Official Comments by the Award Committee:

“This paper initiated the study of mergeability of sketching methods. This included analysing the mergeability of the popular existing summaries, and developing new mergeable sketching algorithms for quantiles, an aggregate that is important in industry, and also for heavy hitters and geometric summaries. The impact within streaming implementations has been extremely significant: mergeability is now an essential property of sketches, and stands as a core principle of the Apache Data Sketches project as well as other products in industry. The paper has also proved increasingly influential within academic research, both within databases and algorithms. Follow-ups include the best paper award winning paper at PODS ’21. Overall, this paper has represented an important new direction both for theory and industry.”

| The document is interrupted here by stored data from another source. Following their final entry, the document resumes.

// --- Attendance ---

#[derive(Debug, Clone, Serialize, Deserialize, Default)]
#[serde(default)]
pub struct AttendanceRecord {
    #[serde(rename = "ID")]
    pub id: String,
    #[serde(rename = "Day")]
    pub day: Option<NaiveDate>,
    #[serde(rename = "WeekDay")]
    pub weekday: String,
    #[serde(rename = "Week")]
    pub week: u32,
    #[serde(rename = "EmployeeID")]
    pub employee_id: String,
    #[serde(rename = "EmployeeFirstName")]
    pub employee_first_name: String,
    #[serde(rename = "EmployeeLastName")]
    pub employee_last_name: String,
    /// Role label captured at submission time; aggregation never joins back
    /// to the employees collection.
    #[serde(rename = "Role")]
    pub role: String,
    #[serde(rename = "Status")]
    pub status: AttendanceStatus,
    #[serde(rename = "ProjectID")]
    pub project_id: Option<i64>,
    #[serde(rename = "ProjectName")]
    pub project_name: String,
    /// "HH:MM"; empty when the day carries no interval (leave, absence).
    #[serde(rename = "startTime")]
    pub start_time: String,
    #[serde(rename = "endTime")]
    pub end_time: String,
    #[serde(rename = "WorkingHour")]
    pub working_hour: f64,
    #[serde(rename = "overtimeHour")]
    pub overtime_hour: f64,
    #[serde(rename = "comment")]
    pub comment: String,
    #[serde(rename = "approvalStatus")]
    pub approval_status: ApprovalStatus,
    #[serde(rename = "dataStatus", skip_serializing_if = "Option::is_none")]
    pub data_status: Option<DataStatus>,
    #[serde(rename = "syncedToSheet")]
    pub synced_to_sheet: bool,
    #[serde(rename = "lastSyncedAt", skip_serializing_if = "Option::is_none")]
    pub last_synced_at: Option<String>,
    #[serde(rename = "createdAt", skip_serializing_if = "Option::is_none")]
    pub created_at: Option<String>,
    #[serde(rename = "approvedAt", skip_serializing_if = "Option::is_none")]
    pub approved_at: Option<String>,
}

impl AttendanceRecord {
    pub fn employee_day(&self) -> Option<EmployeeDayKey> {
        self.day.map(|day| EmployeeDayKey {
            employee_id: self.employee_id.clone(),
            day,
        })
    }
}

/// An employee-submitted attendance awaiting review. Same payload as the
/// canonical record plus the review lifecycle.
#[derive(Debug, Clone, Serialize, Deserialize, Default)]
#[serde(default)]
pub struct AttendanceRequest {
    #[serde(flatten)]
    pub record: AttendanceRecord,
    /// Review lifecycle; distinct from the presence `Status` above.
    #[serde(rename = "status")]
    pub state: ApprovalStatus,
    #[serde(rename = "rejectedAt", skip_serializing_if = "Option::is_none")]
    pub rejected_at: Option<String>,
}

/// Fields an attendance edit is permitted to touch. Anything absent stays
/// as stored; derived time fields are recomputed after application.
#[derive(Debug, Clone, Deserialize, Default)]
#[serde(default)]
pub struct AttendancePatch {
    #[serde(rename = "Day")]
    pub day: Option<NaiveDate>,
    #[serde(rename = "Status")]
    pub status: Option<AttendanceStatus>,
    #[serde(rename = "ProjectID")]
    pub project_id: Option<i64>,
    #[serde(rename = "ProjectName")]
    pub project_name: Option<String>,
    #[serde(rename = "Role")]
    pub role: Option<String>,
    #[serde(rename = "startTime")]
    pub start_time: Option<String>,
    #[serde(rename = "endTime")]
    pub end_time: Option<String>,
    #[serde(rename = "comment")]
    pub comment: Option<String>,
}

impl AttendancePatch {
    /// Applies the patch; returns true when an hour- or reference-affecting
    /// field actually changed (the signal for re-aggregation).
    pub fn apply(&self, record: &mut AttendanceRecord) -> bool {
        let mut touched = false;
        if let Some(day) = self.day {
            touched |= record.day != Some(day);
            record.day = Some(day);
        }
        if let Some(status) = self.status {
            touched |= record.status != status;
            record.status = status;
        }
        if let Some(project_id) = self.project_id {
            touched |= record.project_id != Some(project_id);
            record.project_id = Some(project_id);
        }
        if let Some(ref name) = self.project_name {
            record.project_name = name.clone();
        }
        if let Some(ref role) = self.role {
            touched |= &record.role != role;
            record.role = role.clone();
        }
        if let Some(ref start) = self.start_time {
            touched |= &record.start_time != start;
            record.start_time = start.clone();
        }
        if let Some(ref end) = self.end_time {
            touched |= &record.end_time != end;
            record.end_time = end.clone();
        }
        if let Some(ref comment) = self.comment {
            record.comment = comment.clone();
        }
        touched
    }
}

In this paper, Prof. Zhewei Wei first proves the mergeability of the Misra-Gries (MG) summaries, and proposes a merging algorithm of the MG summaries that preserves the summary size and approximation error. This merging algorithm has been included in many data streaming textbooks and taught in various graduate courses of top universities such as MIT and UC Berkeley.

Authors:Pankaj K. Agarwal, Graham Cormode, Zengfeng Huang, Jeff M. Phillips, Zhewei Wei and Ke Yi.

(The authors are ordered alphabetically, following the convention of theoretical computer science.)

The paper is available at:

A short bio of Prof. Zhewei Wei:


Zhewei Wei is a professor at Gaoling School of Artificial Intelligence, Renmin University of China. He received his BSc degree at School of Mathematical Sciences, Peking University in 2008, and his PhD degree at Department of Computer Science and Engineering, the Hong Kong University of Science and Technology in 2012. After that, he worked as a Postdoc at MADALGO, Aarhus University, from 2012 to 2014. He has joined Renmin University of China and worked as Associate Professor since 2014, and are exceptionally promoted as professor in 2019. Zhewei’s research interests lie in the area of algorithms for massive data and database management. He has published over 50 papers in top-tier journals and conferences, including SIGMOD, VLDB, KDD, ICML, NeurIPS, SODA and TALG. Zhewei served as the Proceeding Chair of SIGMOD/PODS 2020 and ICDT 2021. He is also the PC member of various top conferences, such as VLDB, KDD, ICDE, ICML and NeurIPS.